After a series of bumps in the road, the Trade Promotion Authority bill now heads to President Obama’s desk, where he will almost certainly sign it.

The deal looked like it may derail earlier this month after the House voted down a key component called Trade Adjustment Assistance, a program designed to help workers displaced as a result of the trade agreement. An ironic inclusion in a trade deal being sold to the American public as good for U.S. workers.

After the House rejected that portion of the original bill the Senate reconvened and voted 60-38 in favor of Trade Promotion Authority without assistance for displaced workers.

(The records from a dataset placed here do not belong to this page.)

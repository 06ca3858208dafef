use anyhow::Result;
use ppbench::cli::Metric;
use ppbench::render::{JsonRenderer, PlotRenderer, RScriptRenderer};
use ppbench::{
    aggregate, filter, load, AnalysisConfig, BenchError, FilterConfig, MeasurementRecord, PlotBuilder,
    PlotOptions, ResultsManager,
};
use std::path::Path;
use tempfile::TempDir;

fn record(experiment: &str, machine: &str, size: u64, tpr: f64) -> MeasurementRecord {
    MeasurementRecord {
        machine_tag: machine.to_string(),
        experiment_tag: experiment.to_string(),
        document: format!("/mping/{}", size),
        failed_count: 0,
        concurrency: 10,
        total_transferred: size,
        time_per_request: tpr,
        transfer_rate: size as f64 * 1000.0 / tpr,
        requests_per_second: 1000.0 / tpr,
        retries: 0,
        response_code: 200,
    }
}

/// Write `count` records spread over 1..500000 bytes
fn write_run(path: &Path, experiment: &str, machine: &str, count: u64, tpr: f64) -> Result<()> {
    let mut writer = ResultsManager::create(path)?;
    for i in 0..count {
        writer.append(&record(experiment, machine, 1 + i * (500_000 / count), tpr))?;
    }
    writer.finalize()?;
    Ok(())
}

/// Two runs loaded together are grouped per experiment and plotted with bands.
#[test]
fn absolute_plot_from_result_files() -> Result<()> {
    let dir = TempDir::new()?;
    let bare = dir.path().join("bare.csv");
    let weave = dir.path().join("weave.csv");
    write_run(&bare, "bare", "m3.large", 200, 2.0)?;
    write_run(&weave, "weave", "m3.large", 200, 4.0)?;

    let records = load(&[&bare, &weave])?;
    assert_eq!(records.len(), 400);

    let data = aggregate(&filter(&records, &FilterConfig::default()));
    assert_eq!(data.experiments().collect::<Vec<_>>(), vec!["bare", "weave"]);

    let config = AnalysisConfig::new(10, 0.05, Default::default())?;
    let options = PlotOptions {
        metric: Metric::Latency,
        with_bands: true,
        ..Default::default()
    };
    let plot = PlotBuilder::new(&config).absolute(&data, &options)?;
    assert_eq!(plot.series.len(), 2);
    assert_eq!(plot.series[0].name, "bare on m3.large");
    assert_eq!(plot.series[0].band.as_ref().map(|b| b.len()), Some(10));

    let script = RScriptRenderer::new().render(&plot)?;
    assert!(script.starts_with("plot("));
    assert!(script.contains("smooth.spline"));
    assert!(script.contains("'weave on m3.large'"));

    let json: serde_json::Value = serde_json::from_str(&JsonRenderer.render(&plot)?)?;
    assert_eq!(json["kind"], "absolute");
    assert_eq!(json["series"].as_array().map(|s| s.len()), Some(2));
    Ok(())
}

/// Ratios are computed bucket by bucket against the first selected series.
#[test]
fn comparison_against_reference_run() -> Result<()> {
    let dir = TempDir::new()?;
    let bare = dir.path().join("bare.csv");
    let weave = dir.path().join("weave.csv");
    write_run(&bare, "bare", "m3.large", 200, 2.0)?;
    write_run(&weave, "weave", "m3.large", 200, 4.0)?;

    let data = aggregate(&load(&[&bare, &weave])?);
    let config = AnalysisConfig::new(10, 0.05, Default::default())?;
    let options = PlotOptions {
        metric: Metric::Requests,
        experiments: vec!["bare".to_string(), "weave".to_string()],
        x_max: Some(500_000),
        ..Default::default()
    };
    let plot = PlotBuilder::new(&config).comparison(&data, &options)?;

    assert_eq!(plot.series[0].name, "Reference: bare on m3.large");
    let ratios = plot.series[1].line.as_ref().expect("comparison line");
    assert_eq!(ratios.len(), 10);
    for (_, ratio) in ratios {
        assert!((ratio - 0.5).abs() < 1e-12);
    }

    let script = RScriptRenderer::new().render(&plot)?;
    assert!(script.contains("labels = paste(ya/0.01, '%', sep = '')"));
    Ok(())
}

/// A sparse series leaves buckets empty and the comparison is refused.
#[test]
fn comparison_with_sparse_series_fails() -> Result<()> {
    let dir = TempDir::new()?;
    let bare = dir.path().join("bare.csv");
    let sparse = dir.path().join("sparse.csv");
    write_run(&bare, "bare", "m3.large", 200, 2.0)?;
    write_run(&sparse, "sparse", "m3.large", 3, 2.0)?;

    let data = aggregate(&load(&[&bare, &sparse])?);
    let config = AnalysisConfig::new(20, 0.05, Default::default())?;
    let options = PlotOptions {
        x_max: Some(500_000),
        ..Default::default()
    };

    let result = PlotBuilder::new(&config).comparison(&data, &options);
    assert!(matches!(result, Err(BenchError::InsufficientData { .. })));
    Ok(())
}

/// Records above the size limit or with too many failures are dropped before grouping.
#[test]
fn filter_applies_to_loaded_files() -> Result<()> {
    let dir = TempDir::new()?;
    let path = dir.path().join("mixed.csv");
    let mut writer = ResultsManager::create(&path)?;
    writer.append(&record("bare", "m1", 1000, 1.0))?;
    writer.append(&record("bare", "m1", 1001, 1.0))?;
    let mut failing = record("bare", "m2", 500, 1.0);
    failing.failed_count = 3;
    writer.append(&failing)?;
    writer.finalize()?;

    let records = load(&[&path])?;
    let config = FilterConfig {
        max_size: 1000,
        ..Default::default()
    };
    let kept = filter(&records, &config);
    assert_eq!(kept.len(), 1);
    assert_eq!(kept[0].total_transferred, 1000);

    // same file twice yields duplicated records
    assert_eq!(load(&[&path, &path])?.len(), 6);
    Ok(())
}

The president now has the authority to negotiate the new so-called “free trade” deal with a number of Pacific Rim nations. Congress will set vague guidelines for negotiating the treaty, but then mostly take itself out of the process.

Once the president offers up the final deal, Congress will only have a straight up-or-down vote, which means we’ll have no ability to remove outrageous provisions, including allowing corporate-owned independent tribunals to override national and state laws and regulations.


In my view, this vote is an abdication of Congress’ duty to their constituents – all of us.

It would make much more sense for Congress to have a full debate on all the provisions of any proposed free trade agreement because of the wide-ranging impacts it will have on our economy.

After all, previous pacts like the North American and Central American free trade agreements failed to live up to their promise. Instead of more American jobs, we’ve seen jobs being outsourced overseas. Instead of wages going up, wages for working- and middle-class families have faced constant downward pressure.

At best, the proposed Trans Pacific Partnership would result in trade-offs that don’t leave us better off. Sure, we might be able to buy more cheap plastic junk at Wal-Mart and Target, but in cities and towns across America, our neighbors who work in manufacturing and retail will continue to see lower wages, reducing their buying power. That hurts all of us.

And at worst, the deal will accelerate the global race to the bottom. Fewer products will be made in America and workers will see less pay for an honest day’s work. This creates a ripple effect across the economy: fewer jobs, lower wages and less consumer spending.

We have a moral obligation to oppose these trade deals. We can’t allow multinational corporations to profit off lax environmental laws, pay workers pennies on the dollar and force work in cheap, inhumane conditions. Unregulated trade that allows and incentivizes these practices must be rejected.

Our country needs fair trade instead. As a small-business owner and an electrician, I work 50 to 60 hours a week to support my family. My employees and I pay our taxes and are proud to help build America. But when I see policies like this being fast-tracked through Congress, I know our political leaders don’t really value a hard day’s work.

Free trade undermines the work I and others do to build new infrastructure, develop new products and keep the lights on at home. If our economic policies centered on raising wages and creating more manufacturing jobs right here at home, my business and industry would thrive. Putting the Trans Pacific Partnership on a fast track will do the opposite, leading to less money in people’s pockets and hurting the American economy.

For Congress to wash its hands of any responsibility is ludicrous. Congress owed it to us to reject Trade Promotion Authority so we can at least debate the merits of free trade policy, just as we would any other economic policy. Anything less than that is wrong for our economy and country.